La actitud escéptica de
Víctor me había dejado algo perplejo. Permanecimos un rato más en
el comedor. La noche iba a ser larga. Poco antes de retirarme le
dije:
—Voy a velar un poco a
Antonio. ¿Vienes conmigo?
—¿Y
qué vamos a hacer allí? Los muertos ya están muertos y no
necesitan de la compañía de los vivos, y los vivos por estar vivos
tampoco necesitan de la compañía de los muertos.
Me sorprendí de nuevo con su
respuesta. Estaba visto que se reía de todas las creencias y
costumbres de sus semejantes. De todos sus convencionalismos. Le di
las buenas noches y salí del comedor. El pasillo estaba vacío. Un
débil resplandor amarillento iluminaba un trozo junto a la puerta de
la habitación de Antonio. Me acerqué hasta el lecho mortuorio.
Carmelo con dos mujeres más velaban el cadáver del infortunado. Me
senté al lado del navarro y dejé transcurrir el tiempo. El
chisporroteo de las velas y el susurro de las oraciones de las dos
mujeres era lo único que se oía. Todo lo demás era silencio. Por
mi mente comenzaron a desfilar mil interrogantes y mil ideas se
aglomeraban en ella. No sé cuánto tiempo permanecí así. Me sacó
de mis reflexiones un ligero ruido. Era Carmelo que se retiraba a
descansar. Yo seguí su ejemplo. En el velatorio sólo quedaban las
dos vecinas.
Durante todo el día siguiente
no se presentó ninguno de los familiares del finado. Por la noche
Carmelo nos informó de los acuerdos tomados.
—Mañana por la mañana se
lo llevarán al depósito, pues.
—¿Y no se lo podían haber
llevado esta tarde? —comentó Víctor con no muy buen humor.
—Pues paice ser que no —le
contestó Carmelo.
—¡Total, otra noche sin
dormir por culpa del muerto! —murmuró Víctor.
El navarro le dirigió una
mirada de reproche, pero el filósofo no quiso darse por enterado.
Poco después se despidió de nosotros con el semblante malhumorado.
—¡Hay que ver el tío éste!
—exclamó Carmelo cuando nos quedamos solos—. Paice como si
alguien hubiera tenido la culpa de esta desgracia, pues.

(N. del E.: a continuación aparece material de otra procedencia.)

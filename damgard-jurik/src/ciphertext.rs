//! Batched Damgard-Jurik ciphertexts and their homomorphic algebra.
//!
//! Multiplying ciphertexts adds the plaintexts; raising a ciphertext to `k` multiplies the
//! plaintext by `k`. All plaintext arithmetic happens in Z/n^sZ.

use crate::errors::DJCryptoError;
use crate::keypair::keys::PublicKey;
use crate::ring::Ring;

use itertools::Itertools;
use num_bigint::BigUint;
use rand::{CryptoRng, RngCore};
use serde::{Deserialize, Serialize};

use std::ops::Mul;

/// Encrypts one plaintext: `g^m · r^{ns} mod n^{s+1}`, `ring` being Z/n^{s+1}Z.
pub fn encrypt_component<R>(
    g: &BigUint,
    m: &BigUint,
    ns: &BigUint,
    ring: &Ring,
    rng: &mut R,
) -> Result<BigUint, DJCryptoError>
where
    R: CryptoRng + RngCore + ?Sized,
{
    let r = ring.random_unit(rng)?;
    Ok(ring.mul(&ring.pow(g, m), &ring.pow(&r, ns)))
}

/// Homomorphic addition of two components.
pub fn add_component(c1: &BigUint, c2: &BigUint, modulus: &BigUint) -> BigUint {
    (c1 * c2) % modulus
}

/// Homomorphic multiplication of a component by the plaintext scalar `k`.
pub fn mul_component(c: &BigUint, k: &BigUint, modulus: &BigUint) -> BigUint {
    c.modpow(k, modulus)
}

/// A vector of ciphertext components sharing one `(n, g, s)`.
///
/// Deserialized ciphertexts pass the same checks as [`Ciphertext::new`].
#[derive(Debug, Clone, PartialEq, Eq, Serialize, Deserialize)]
#[serde(try_from = "RawCiphertext")]
pub struct Ciphertext {
    n: BigUint,
    g: BigUint,
    s: u32,
    ns: BigUint,
    values: Vec<BigUint>,
}

/// Wire form of [`Ciphertext`], unchecked.
#[derive(Deserialize)]
struct RawCiphertext {
    n: BigUint,
    g: BigUint,
    s: u32,
    ns: BigUint,
    values: Vec<BigUint>,
}

impl TryFrom<RawCiphertext> for Ciphertext {
    type Error = DJCryptoError;

    fn try_from(raw: RawCiphertext) -> Result<Self, Self::Error> {
        let ciphertext = Ciphertext::new(raw.n, raw.g, raw.s, raw.values)?;

        if ciphertext.ns != raw.ns {
            return Err(DJCryptoError::ParameterMismatch(format!(
                "Stored n^s does not match n^{}",
                raw.s
            )));
        }

        Ok(ciphertext)
    }
}

impl Ciphertext {
    /// Wraps raw components under `(n, g, s)`.
    ///
    /// # Errors
    ///
    /// * `InvalidParameters` if `s == 0`.
    /// * `InvalidModulus` if `n^{s+1} <= 1`, i.e. `n <= 1`.
    pub fn new(
        n: BigUint,
        g: BigUint,
        s: u32,
        values: Vec<BigUint>,
    ) -> Result<Self, DJCryptoError> {
        if s == 0 {
            return Err(DJCryptoError::InvalidParameters(
                "Expansion exponent s must be >= 1".to_string(),
            ));
        }

        let ns = n.pow(s);
        Ring::try_with(&ns * &n)?;

        Ok(Self::from_parts(n, g, s, ns, values))
    }

    /// `ns` must equal `n^s`.
    pub(crate) fn from_parts(
        n: BigUint,
        g: BigUint,
        s: u32,
        ns: BigUint,
        values: Vec<BigUint>,
    ) -> Self {
        Self {
            n,
            g,
            s,
            ns,
            values,
        }
    }

    pub fn n(&self) -> &BigUint {
        &self.n
    }

    pub fn g(&self) -> &BigUint {
        &self.g
    }

    pub fn s(&self) -> u32 {
        self.s
    }

    pub fn ns(&self) -> &BigUint {
        &self.ns
    }

    pub fn values(&self) -> &[BigUint] {
        &self.values
    }

    pub fn len(&self) -> usize {
        self.values.len()
    }

    pub fn is_empty(&self) -> bool {
        self.values.is_empty()
    }

    /// The ciphertext modulus `n^{s+1}`.
    pub fn modulus(&self) -> BigUint {
        &self.ns * &self.n
    }

    /// Public key the ciphertext was produced under.
    pub fn public_key(&self) -> PublicKey {
        PublicKey {
            n: self.n.clone(),
            g: self.g.clone(),
        }
    }

    fn with_values(&self, values: Vec<BigUint>) -> Self {
        Self::from_parts(
            self.n.clone(),
            self.g.clone(),
            self.s,
            self.ns.clone(),
            values,
        )
    }

    fn ensure_compatible(&self, other: &Ciphertext) -> Result<(), DJCryptoError> {
        if self.n != other.n || self.g != other.g {
            return Err(DJCryptoError::ParameterMismatch(
                "Ciphertexts were produced under different public keys".to_string(),
            ));
        }

        if self.s != other.s {
            return Err(DJCryptoError::ParameterMismatch(format!(
                "Ciphertexts use different expansion exponents: {} and {}",
                self.s, other.s
            )));
        }

        if self.values.len() != other.values.len() {
            return Err(DJCryptoError::LengthMismatch(format!(
                "Can't add ciphertexts of unequal length: {} and {}",
                self.values.len(),
                other.values.len()
            )));
        }

        Ok(())
    }

    /// Homomorphic addition: decrypts to `(a + b) mod n^s` component-wise.
    pub fn add(&self, other: &Ciphertext) -> Result<Ciphertext, DJCryptoError> {
        self.ensure_compatible(other)?;

        let modulus = self.modulus();
        let values = self
            .values
            .iter()
            .zip_eq(&other.values)
            .map(|(c1, c2)| add_component(c1, c2, &modulus))
            .collect();

        Ok(self.with_values(values))
    }

    /// Adds the plaintext `m`, encrypted here under the ciphertext's own `(n, g, s)` with
    /// fresh randomness.
    ///
    /// The fresh encryption holds a single slot, so only single-component ciphertexts
    /// accept it; wider ones fail with `LengthMismatch`.
    pub fn add_plaintext<R>(&self, m: &BigUint, rng: &mut R) -> Result<Ciphertext, DJCryptoError>
    where
        R: CryptoRng + RngCore + ?Sized,
    {
        let encrypted = self
            .public_key()
            .encrypt(std::slice::from_ref(m), self.s, rng)?;
        self.add(&encrypted)
    }

    /// Homomorphic scalar multiplication: decrypts to `(a · k) mod n^s` component-wise.
    ///
    /// `k` is not range-checked; products past `n^s` wrap around.
    pub fn scalar_multiply(&self, k: &BigUint) -> Ciphertext {
        let modulus = self.modulus();
        let values = self
            .values
            .iter()
            .map(|c| mul_component(c, k, &modulus))
            .collect();

        self.with_values(values)
    }

    /// Single-component ciphertext holding slot `index`.
    pub fn select(&self, index: usize) -> Result<Ciphertext, DJCryptoError> {
        let value = self
            .values
            .get(index)
            .ok_or(DJCryptoError::IndexOutOfRange {
                index,
                len: self.values.len(),
            })?;

        Ok(self.with_values(vec![value.clone()]))
    }
}

impl Mul<&BigUint> for &Ciphertext {
    type Output = Ciphertext;

    fn mul(self, k: &BigUint) -> Ciphertext {
        self.scalar_multiply(k)
    }
}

—No le des más importancia
al incidente, Carmelo. Víctor es muy suyo y hay que dejarlo. Mañana
se le habrá olvidado todo.
—A él tal vez, pero a mí
no, pues.
—Tampoco hay que ser
rencoroso, Carmelo.
Guardamos silencio.
Transcurridos unos minutos el navarro, más calmado, se encaminó al
aposento mortuorio. Yo me retiré a mi habitación a descansar.